Reality-Star Aurelia Lamprecht (27) wird zum Symbol einer erschütternden Realität: Digitale Gewalt kennt keine Grenzen. Tausende Deepfakes, manipulierte Fotos und Videos, die sie scheinbar nackt zeigen, fluten das Internet und machen ihr Leben zur Hölle. Die aus Baden-Baden stammende TV-Persönlichkeit stieß im Netz auf die schockierenden Bilder und hielt ihr Wissen darüber wochenlang geheim. Vergangenes Jahr machte Lamprecht den Horror öffentlich. Wer hinter den digitalen Manipulationen steckt, bleibt bis heute im Dunkeln.
Lamprecht schildert die Entdeckung der gefälschten Bilder als zutiefst erschütternd: „Ich habe mich irgendwie vor mir selber geekelt. Und natürlich auch – was eigentlich niemals sein dürfte – dieses: Habe ich Schuld? Habe ich irgendwas falsch gemacht?“ Eine zermürbende Frage, die kein Opfer digitaler Gewalt sich stellen sollte. Doch trotz der massiven psychischen Belastung verzichtete sie auf eine Strafanzeige. Der Grund: In Deutschland sind solche Deepfakes bisher nicht explizit strafbar, die Erfolgsaussichten gelten als gering. Eine bittere Pille für jede Betroffene.

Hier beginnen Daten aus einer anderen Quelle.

//! Settings error types.

use thiserror::Error;

/// Errors that can occur when loading or validating settings.
#[derive(Debug, Error)]
pub enum SettingsError {
    /// A layer could not be read or did not match the settings shape.
    #[error("failed to load settings: {0}")]
    Load(#[from] Box<figment::Error>),
    /// A settings value was invalid (e.g., empty backend url).
    #[error("invalid settings value: {0}")]
    InvalidValue(String),
}

impl From<figment::Error> for SettingsError {
    fn from(err: figment::Error) -> Self {
        Self::Load(Box::new(err))
    }
}

/// Result type for settings operations.
pub type Result<T> = std::result::Result<T, SettingsError>;

// ─────────────────────────────────────────────────────────────────────────────
// Tests
// ─────────────────────────────────────────────────────────────────────────────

Monatlich 100 Euro investiert Aurelia, um die Deepfakes von einer spezialisierten Firma per KI löschen zu lassen. Doch selbst diese teure Maßnahme bietet keine vollständige Sicherheit. „Es gibt mir was zurück, diese Sicherheit. Ich muss aber dazu sagen, es bleibt trotzdem. Weil es nicht behoben ist. Es wird nur dagegen angekämpft, aber die Personen, die dahinter stecken, die machen das ja im Minutentakt immer weiter“, stellt Lamprecht klar. Es ist ein endloser Kampf gegen unsichtbare Täter, eine digitale Sisyphusarbeit, die die Opfer finanziell und psychisch ausblutet.
Die Konfrontation mit digitaler Gewalt ist für die 27-Jährige kein neues Phänomen. Lamprecht hat bereits in der Vergangenheit von täglicher sexueller Belästigung und massiven Gewalt- sowie Todesdrohungen in den sozialen Medien berichtet. Ihr erneuter öffentlicher Appell unterstreicht die Dringlichkeit des Problems. Experten schlagen Alarm: Die psychischen Folgen für Betroffene von Deepfakes sind verheerend, darunter Depressionen oder posttraumatische Belastungsstörungen. Die Motivation, nach monatelangem Schweigen jetzt die Stimme zu erheben, ist glasklar: Aurelia will auf die mangelnde rechtliche Handhabe und die zerstörerischen Auswirkungen digitaler Gewalt aufmerksam machen – ein Problem, das längst nicht nur Prominente trifft, sondern jeden von uns treffen kann.
Es ist ein Skandal, dass Opfer digitaler Gewalt in Deutschland allein im Regen stehen gelassen werden. Während Täter im digitalen Schatten agieren und das Leben unschuldiger Menschen zerstören, zusehen, wie lange Politik und Justiz noch zusehen. Wir fordern: Die Politik muss endlich handeln! Es braucht eine klare und unmissverständliche Strafbarkeit von Deepfakes, um Opfern eine echte rechtliche Handhabe zu ermöglichen. Zudem müssen Präventionskampagnen gestartet und niedrigschwellige Hilfsangebote für Betroffene geschaffen werden. Es ist nicht hinnehmbar, dass Menschen wie Aurelia Lamprecht diesen gnadenlosen Kampf gegen digitale Gewalt allein führen müssen. Es ist Zeit für eine gesellschaftliche und politische Antwort, die den Opfern Gerechtigkeit und Schutz bietet und den Tätern die Stirn bietet. Der digitale Krieg gegen die Würde des Einzelnen muss endlich gestoppt werden!